WORK TASK: What lines of the data hold the string "usize"? Copy them all.

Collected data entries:
++++

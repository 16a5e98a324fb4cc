// OSPF details pulled from a device's running-config
//
// Default-information-originate metrics feed the metric cross-check; the
// `network` statements and interface-level `ip ospf <pid> area <id>` lines
// say which local interfaces OSPF advertises.

use regex::Regex;
use serde::Serialize;
use std::collections::BTreeSet;
use std::net::Ipv4Addr;
use std::sync::OnceLock;

use super::{BlockKind, BlockSegmenter};
use crate::routes::CanonicalCidr;
use crate::routes::lookup::matches_cidr;
use crate::routes::netmask::wildcard_to_prefix_length;

static DIO_METRIC_REGEX: OnceLock<Regex> = OnceLock::new();
static NETWORK_REGEX: OnceLock<Regex> = OnceLock::new();
static INTERFACE_AREA_REGEX: OnceLock<Regex> = OnceLock::new();

fn dio_metric_regex() -> &'static Regex {
    DIO_METRIC_REGEX.get_or_init(|| {
        Regex::new(r"default-information originate metric (\d+) metric-type 1")
            .expect("Invalid Regex")
    })
}

fn network_regex() -> &'static Regex {
    NETWORK_REGEX.get_or_init(|| {
        Regex::new(r"^\s*network\s+(?P<address>\d{1,3}(?:\.\d{1,3}){3})\s+(?P<wildcard>\d{1,3}(?:\.\d{1,3}){3})\s+area\s+\S+")
            .expect("Invalid Regex")
    })
}

fn interface_area_regex() -> &'static Regex {
    INTERFACE_AREA_REGEX.get_or_init(|| {
        Regex::new(r"^\s*ip ospf\s+\d+\s+area\s+\S+").expect("Invalid Regex")
    })
}

#[derive(Debug, Clone, Default, PartialEq, Eq, Serialize)]
pub struct OspfConfig {
    /// Metrics of every `default-information originate metric <n> metric-type 1`,
    /// in the order they appear
    pub default_originate_metrics: Vec<String>,
    /// Subnets named by `network <address> <wildcard> area <id>`
    pub networks: Vec<CanonicalCidr>,
    /// Interfaces enabled directly with `ip ospf <pid> area <id>`
    pub interfaces: BTreeSet<String>,
}

impl OspfConfig {
    /// Scan `router ospf` and `interface` blocks of a running-config
    pub fn from_running_config(config: &str) -> Self {
        let mut ospf = OspfConfig::default();

        for block in BlockSegmenter::new([BlockKind::Interface, BlockKind::Router]).segment(config) {
            match block.kind {
                BlockKind::Router if block.header.starts_with("router ospf") => {
                    for line in &block.lines {
                        if let Some(caps) = dio_metric_regex().captures(line) {
                            ospf.default_originate_metrics.push(caps[1].to_string());
                        }
                        if let Some(caps) = network_regex().captures(line) {
                            let suffix = wildcard_to_prefix_length(&caps["wildcard"]);
                            if suffix.is_empty() {
                                tracing::debug!(
                                    "Skipping OSPF network with wildcard {}",
                                    &caps["wildcard"]
                                );
                                continue;
                            }
                            ospf.networks.push(format!("{}{}", &caps["address"], suffix));
                        }
                    }
                }
                BlockKind::Interface => {
                    let enabled = block.lines.iter().any(|line| interface_area_regex().is_match(line));
                    if let (true, Some(name)) = (enabled, block.header.split_whitespace().nth(1)) {
                        ospf.interfaces.insert(name.to_string());
                    }
                }
                _ => {}
            }
        }

        ospf
    }

    /// Whether OSPF advertises the interface `interface` with address `address`
    pub fn covers(&self, interface: &str, address: Ipv4Addr) -> bool {
        self.interfaces.contains(interface)
            || self
                .networks
                .iter()
                .any(|network| matches_cidr(network, address).is_some())
    }
}
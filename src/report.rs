// Audit report assembly and output
//
// The report carries the full per-site findings plus one flat summary row
// per comparison, in the same order the comparisons were produced.

use chrono::{DateTime, Utc};
use serde::Serialize;
use std::collections::BTreeSet;
use std::path::Path;
use uuid::Uuid;

use crate::audit::compare::ComparisonResult;
use crate::audit::{AuditRun, InterfaceCoverage, SiteReport, UnparseableDevice};
use crate::error::AuditResult;

#[derive(Debug, Clone, Serialize)]
pub struct AuditReport {
    pub run_id: Uuid,
    pub started_at: DateTime<Utc>,
    pub policy: String,
    pub unparseable: Vec<UnparseableDevice>,
    pub summary: Vec<SummaryRow>,
    pub interfaces: Vec<InterfaceCoverage>,
    pub sites: Vec<SiteReport>,
}

/// One line of the audit overview
#[derive(Debug, Clone, PartialEq, Eq, Serialize)]
pub struct SummaryRow {
    pub country: String,
    pub site: String,
    pub device: String,
    pub neighbor: Option<String>,
    pub has_matches: bool,
    pub only_in_device: usize,
    pub only_in_neighbor: usize,
    pub metrics_device: Option<Vec<u32>>,
    pub metrics_neighbor: Option<Vec<u32>>,
    /// `None` when the metric check did not run for this row
    pub metrics_standard: Option<bool>,
    /// Other devices owning an interface subnet this device routes to
    pub adjacent_devices: BTreeSet<String>,
}

impl AuditReport {
    pub fn build(run: &AuditRun, sites: Vec<SiteReport>) -> Self {
        let mut summary = Vec::new();

        for report in &sites {
            for finding in &report.findings {
                let check = finding.metric_check.as_ref();
                let row = match &finding.result {
                    ComparisonResult::NoNeighbor { device_id, .. } => SummaryRow {
                        country: report.site.country.clone(),
                        site: report.site.site.clone(),
                        device: device_id.clone(),
                        neighbor: None,
                        has_matches: false,
                        only_in_device: 0,
                        only_in_neighbor: 0,
                        metrics_device: None,
                        metrics_neighbor: None,
                        metrics_standard: None,
                        adjacent_devices: adjacent_devices(run, device_id),
                    },
                    ComparisonResult::Pair(pair) => SummaryRow {
                        country: report.site.country.clone(),
                        site: report.site.site.clone(),
                        device: pair.device_a.clone(),
                        neighbor: Some(pair.device_b.clone()),
                        has_matches: !pair.matched.is_empty(),
                        only_in_device: pair.only_a.len(),
                        only_in_neighbor: pair.only_b.len(),
                        metrics_device: check.map(|c| c.metrics_a.clone()),
                        metrics_neighbor: check.map(|c| c.metrics_b.clone()),
                        metrics_standard: check.map(|c| c.compliant),
                        adjacent_devices: adjacent_devices(run, &pair.device_a),
                    },
                };
                summary.push(row);
            }
        }

        AuditReport {
            run_id: run.run_id(),
            started_at: run.started_at(),
            policy: run.policy().name().to_string(),
            unparseable: run.unparseable().to_vec(),
            summary,
            interfaces: run.interface_coverage(),
            sites,
        }
    }

    pub fn to_json(&self, pretty: bool) -> AuditResult<String> {
        let json = if pretty {
            serde_json::to_string_pretty(self)?
        } else {
            serde_json::to_string(self)?
        };
        Ok(json)
    }

    pub async fn write_json(&self, path: &Path, pretty: bool) -> AuditResult<()> {
        let json = self.to_json(pretty)?;
        tokio::fs::write(path, json).await?;
        tracing::info!("Report written to {}", path.display());
        Ok(())
    }

    /// Log one line per summary row
    pub fn log_summary(&self) {
        for row in &self.summary {
            let neighbor = row.neighbor.as_deref().unwrap_or("-");
            let standard = match row.metrics_standard {
                Some(true) => "yes",
                Some(false) => "NO",
                None => "n/a",
            };
            tracing::info!(
                "{}/{} {} <-> {}: matches={} only_device={} only_neighbor={} metrics_standard={}",
                row.country,
                row.site,
                row.device,
                neighbor,
                row.has_matches,
                row.only_in_device,
                row.only_in_neighbor,
                standard
            );
        }
        for coverage in &self.interfaces {
            if coverage.in_ospf == Some(false) {
                tracing::info!(
                    "{} {} ({}) is not advertised by OSPF",
                    coverage.device_id,
                    coverage.interface,
                    coverage.subnet
                );
            }
        }
        for device in &self.unparseable {
            tracing::warn!("{} at {} not audited: {}", device.device_id, device.site, device.reason);
        }
    }
}

fn adjacent_devices(run: &AuditRun, device_id: &str) -> BTreeSet<String> {
    run.table(device_id)
        .map(|table| run.interfaces().adjacent_devices(table))
        .unwrap_or_default()
}
impl Extractor {
    fn new() -> Self {
        Extractor {
            state: State::Scanning,
            routes: Vec::new(),
            warnings: Vec::new(),
            matched_lines: 0,
            subnetted_prefix: None,
        }
    }

    fn feed(&mut self, line_number: usize, line: &str) {
        let continued = match &mut self.state {
            State::InContinuation(pending) => match continuation_regex().captures(line) {
                Some(caps) => {
                    self.matched_lines += 1;
                    match parse_next_hop(&caps, line_number) {
                        Ok(next_hop) => pending.next_hops.push(next_hop),
                        Err(warning) => self.warnings.push(warning),
                    }
                    pending.raw_lines.push(line.trim_end().to_string());
                    true
                }
                None => false,
            },
            State::Scanning => false,
        };

        if continued {
            return;
        }

        // Any other line closes the buffered entry and is scanned afresh
        self.close_pending();
        self.scan(line_number, line);
    }

    fn scan(&mut self, line_number: usize, line: &str) {
        if let Some(caps) = local_connected_regex().captures(line) {
            self.matched_lines += 1;
            let subnet = self.subnet_key(
                line_number,
                &caps["address"],
                caps.name("mask").map(|m| m.as_str()),
            );
            let kind = if &caps["code"] == "L" {
                RouteKind::Local
            } else {
                RouteKind::Connected
            };
            self.routes.push(RouteEntry::attached(
                subnet,
                kind,
                caps["interface"].to_string(),
                line.trim_end().to_string(),
            ));
            return;
        }

        if let Some(caps) = subnetted_regex().captures(line) {
            self.subnetted_prefix = if caps.name("variably").is_some() {
                None
            } else {
                Some(convert_netmask_to_prefix_length(&caps["mask"])).filter(|p| !p.is_empty())
            };
            return;
        }

        let Some(caps) = header_regex().captures(line) else {
            if continuation_regex().is_match(line) {
                tracing::debug!("line {}: continuation without a route header, ignored", line_number);
            }
            return;
        };

        let code = caps["code"].trim();
        if code == "L" || code == "C" {
            tracing::debug!("line {}: attached route without an interface, ignored", line_number);
            return;
        }

        self.matched_lines += 1;
        let subnet = self.subnet_key(
            line_number,
            &caps["address"],
            caps.name("mask").map(|m| m.as_str()),
        );
        let mut pending = PendingRoute {
            subnet,
            kind: RouteKind::from_code(code),
            next_hops: Vec::new(),
            raw_lines: vec![line.trim_end().to_string()],
            line: line_number,
        };

        if let Some(via) = inline_via_regex().captures(&caps["rest"]) {
            match parse_next_hop(&via, line_number) {
                Ok(next_hop) => pending.next_hops.push(next_hop),
                Err(warning) => self.warnings.push(warning),
            }
        }

        self.state = State::InContinuation(pending);
    }

    fn close_pending(&mut self) {
        let State::InContinuation(pending) = std::mem::replace(&mut self.state, State::Scanning)
        else {
            return;
        };

        if pending.next_hops.is_empty() {
            self.warnings.push(ParseWarning::MalformedEntry {
                line: pending.line,
                subnet: pending.subnet,
            });
        } else {
            self.routes.push(pending.into_entry());
        }
    }

    fn subnet_key(&mut self, line_number: usize, address: &str, mask: Option<&str>) -> CanonicalCidr {
        let warning = match (mask, &self.subnetted_prefix) {
            (Some(mask), _) => {
                if let Some(subnet) = canonical_subnet(address, mask) {
                    return subnet;
                }
                ParseWarning::UnrecognizedMask {
                    line: line_number,
                    mask: mask.to_string(),
                }
            }
            (None, Some(prefix)) => return format!("{}{}", address, prefix),
            (None, None) => ParseWarning::MissingMask {
                line: line_number,
                address: address.to_string(),
            },
        };

        self.warnings.push(warning);
        address.to_string()
    }

    fn finish(mut self) -> Result<ExtractedRoutes, NoEntriesFound> {
        self.close_pending();

        if self.matched_lines == 0 {
            return Err(NoEntriesFound);
        }

        Ok(ExtractedRoutes {
            routes: self.routes,
            warnings: self.warnings,
        })
    }
}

++++

ANSWER FOR THIS EXERCISE:
    pub only_in_device: usize,
    pub only_in_neighbor: usize,
    fn feed(&mut self, line_number: usize, line: &str) {
    fn scan(&mut self, line_number: usize, line: &str) {
    fn subnet_key(&mut self, line_number: usize, address: &str, mask: Option<&str>) -> CanonicalCidr {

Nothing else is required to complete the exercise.